Notes from Class 10, Nov 26, 2013
The Ven. Thay Chuc Dai instructed the class.
This class combined the topics Husband to Wife; Wife to Husband and Friends to Yourself; Yourself to Friends. Thay Dai decided to combine topics so we can end the class on Dec 3.
We reviewed each of the five ways husbands and wives should minister to each other as they appear in the sutra. Class discussion focused primarily on the importance of being faithful in relationships. When discussing ministering to friends, the discussion focused primarily on the importance of treating others as you would treat yourself and looking after each other’s welfare.

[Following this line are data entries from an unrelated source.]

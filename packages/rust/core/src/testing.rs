//! Scripted inference client for stage and pipeline tests.

use std::collections::VecDeque;
use std::sync::Mutex;

use reqminer_inference::InferenceClient;
use reqminer_shared::{ReqMinerError, Result};

/// One recorded `generate` call.
#[derive(Debug, Clone)]
pub(crate) struct RecordedCall {
    pub prompt: String,
    pub system: Option<String>,
}

/// Replays queued responses in order and records every call.
/// `Err` entries become transport errors; an exhausted queue answers "".
#[derive(Default)]
pub(crate) struct ScriptedClient {
    replies: Mutex<VecDeque<std::result::Result<String, String>>>,
    calls: Mutex<Vec<RecordedCall>>,
}

impl ScriptedClient {
    pub fn new<I, S>(replies: I) -> Self
    where
        I: IntoIterator<Item = std::result::Result<S, S>>,
        S: Into<String>,
    {
        Self {
            replies: Mutex::new(
                replies
                    .into_iter()
                    .map(|r| r.map(Into::into).map_err(Into::into))
                    .collect(),
            ),
            calls: Mutex::new(Vec::new()),
        }
    }

    pub fn calls(&self) -> Vec<RecordedCall> {
        self.calls.lock().unwrap().clone()
    }
}

impl InferenceClient for ScriptedClient {
    async fn generate(&self, prompt: &str, system: Option<&str>) -> Result<String> {
        self.calls.lock().unwrap().push(RecordedCall {
            prompt: prompt.to_string(),
            system: system.map(String::from),
        });
        let reply = self.replies.lock().unwrap().pop_front();
        match reply {
            Some(Ok(text)) => Ok(text),
            Some(Err(message)) => Err(ReqMinerError::Inference(message)),
            None => Ok(String::new()),
        }
    }
}
//! Consolidation and executive summary.
//!
//! Two inference calls: the first merges every retained extraction into one
//! document under four fixed headers; the second reads the first
//! [`SUMMARY_CONTEXT_CHARS`](crate::prompts::SUMMARY_CONTEXT_CHARS) characters
//! of that document and fills the summary template. Both outputs are taken
//! verbatim. A failed call yields empty text and the run carries on.

use tracing::{error, info, instrument};

use reqminer_inference::InferenceClient;
use reqminer_shared::ExtractionResult;

use crate::pipeline::ProgressReporter;
use crate::prompts;

/// Output of the consolidation stage.
#[derive(Debug, Clone, Default)]
pub struct Consolidation {
    /// Categorized document, as returned by the model.
    pub document: String,
    /// Executive summary, as returned by the model. Not checked against the template.
    pub summary: String,
    /// Error from the consolidation call, if it failed.
    pub document_error: Option<String>,
    /// Error from the summary call, if it failed.
    pub summary_error: Option<String>,
}

pub struct ConsolidationStage<'a, C: InferenceClient> {
    client: &'a C,
}

impl<'a, C: InferenceClient> ConsolidationStage<'a, C> {
    pub fn new(client: &'a C) -> Self {
        Self { client }
    }

    #[instrument(skip_all, fields(project = %project_id, extractions = extractions.len()))]
    pub async fn run(
        &self,
        extractions: &[ExtractionResult],
        project_id: &str,
        progress: &dyn ProgressReporter,
    ) -> Consolidation {
        let system = prompts::consolidation_system_instruction();
        let mut out = Consolidation::default();

        progress.phase("Consolidating analysis");
        let texts: Vec<&str> = extractions.iter().map(|e| e.text.as_str()).collect();
        let prompt = prompts::consolidation_prompt(&texts);
        match self.client.generate(&prompt, Some(system)).await {
            Ok(text) => out.document = text,
            Err(e) => {
                error!(error = %e, "consolidation call failed, continuing with empty document");
                out.document_error = Some(e.to_string());
            }
        }

        progress.phase("Generating executive summary");
        let prompt = prompts::summary_prompt(&out.document);
        match self.client.generate(&prompt, Some(system)).await {
            Ok(text) => out.summary = text,
            Err(e) => {
                error!(error = %e, "summary call failed, continuing with empty summary");
                out.summary_error = Some(e.to_string());
            }
        }

        info!(
            document_chars = out.document.chars().count(),
            summary_chars = out.summary.chars().count(),
            "consolidation complete"
        );

        out
    }
}

#[cfg(test)]
mod tests {
    use super::*;
    use crate::pipeline::SilentProgress;
    use crate::prompts::{CONSOLIDATED_SECTIONS, SUMMARY_CONTEXT_CHARS, SUMMARY_TEMPLATE};
    use crate::testing::ScriptedClient;

    fn extraction(chunk_index: usize, text: &str) -> ExtractionResult {
        ExtractionResult {
            chunk_index,
            text: text.into(),
        }
    }

    #[tokio::test]
    async fn two_calls_with_joined_extractions() {
        let client = ScriptedClient::new([
            Ok("## 1. Regras de Negócio\n- RN01"),
            Ok("Resumo ..."),
        ]);
        let stage = ConsolidationStage::new(&client);

        let result = stage
            .run(
                &[extraction(0, "- RN01"), extraction(3, "- RF07")],
                "ACME",
                &SilentProgress,
            )
            .await;

        assert_eq!(result.document, "## 1. Regras de Negócio\n- RN01");
        assert_eq!(result.summary, "Resumo ...");
        assert!(result.document_error.is_none());

        let calls = client.calls();
        assert_eq!(calls.len(), 2);
        assert!(calls[0].prompt.contains("- RN01\n- RF07"));
        for section in CONSOLIDATED_SECTIONS {
            assert!(calls[0].prompt.contains(section));
        }
        assert!(calls[0].system.as_deref().unwrap().contains("Engenheiro de Requisitos"));
        assert!(calls[1].prompt.contains(SUMMARY_TEMPLATE));
        assert!(calls[1].prompt.contains("## 1. Regras de Negócio\n- RN01"));
    }

    #[tokio::test]
    async fn summary_sees_only_document_prefix() {
        let document = format!("{}FIM-DO-DOCUMENTO", "x".repeat(SUMMARY_CONTEXT_CHARS));
        let client = ScriptedClient::new([Ok(document.as_str()), Ok("resumo")]);
        let stage = ConsolidationStage::new(&client);

        let result = stage.run(&[extraction(0, "a")], "P", &SilentProgress).await;

        assert_eq!(result.document, document);
        let calls = client.calls();
        assert!(calls[1].prompt.contains(&"x".repeat(SUMMARY_CONTEXT_CHARS)));
        assert!(!calls[1].prompt.contains("FIM-DO-DOCUMENTO"));
    }

    #[tokio::test]
    async fn failed_consolidation_still_asks_for_summary() {
        let client = ScriptedClient::new([Err("timeout"), Ok("resumo sem base")]);
        let stage = ConsolidationStage::new(&client);

        let result = stage.run(&[extraction(0, "a")], "P", &SilentProgress).await;

        assert!(result.document.is_empty());
        assert!(result.document_error.as_deref().unwrap().contains("timeout"));
        assert_eq!(result.summary, "resumo sem base");
        assert_eq!(client.calls().len(), 2);
    }

    #[tokio::test]
    async fn failed_summary_is_empty() {
        let client = ScriptedClient::new([Ok("doc"), Err("HTTP 500")]);
        let result = ConsolidationStage::new(&client)
            .run(&[extraction(0, "a")], "P", &SilentProgress)
            .await;
        assert_eq!(result.document, "doc");
        assert!(result.summary.is_empty());
        assert!(result.summary_error.is_some());
    }
}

Discussion turned to the passing away of the human body. Thay Dai pointed out that as the body moves to the final passing away, we are alone. It is only us in our body. The life of craving that we have lived is going away. It is best to build your karma every day. Husbands and wives, friends and companions, support each other in this life, but at the time of passing we are ultimately on our own, with the karma we have influenced by how we have lived our life.
Thay Dai reminds us to say “thank you” every day. He reminded us that non-self is nirvana. If you think only about yourself, you are unhappy. Take care of others to make yourself happy. When you are non-self, you are doing things for others, such as family and friends.
Thay Dai continued by reminding us that when we talk with others about our practice the most important thing is for us to recognize our audience in determining at what level we discuss our practice. We should not emphasize the words “Buddhism” and “Buddha” nor should we say things like “you have to do this” or “you have to do that”. Rather, we should discuss our practice in the terms we are familiar with at the level we feel our audience will be able to understand our meaning. We should not criticize other religions.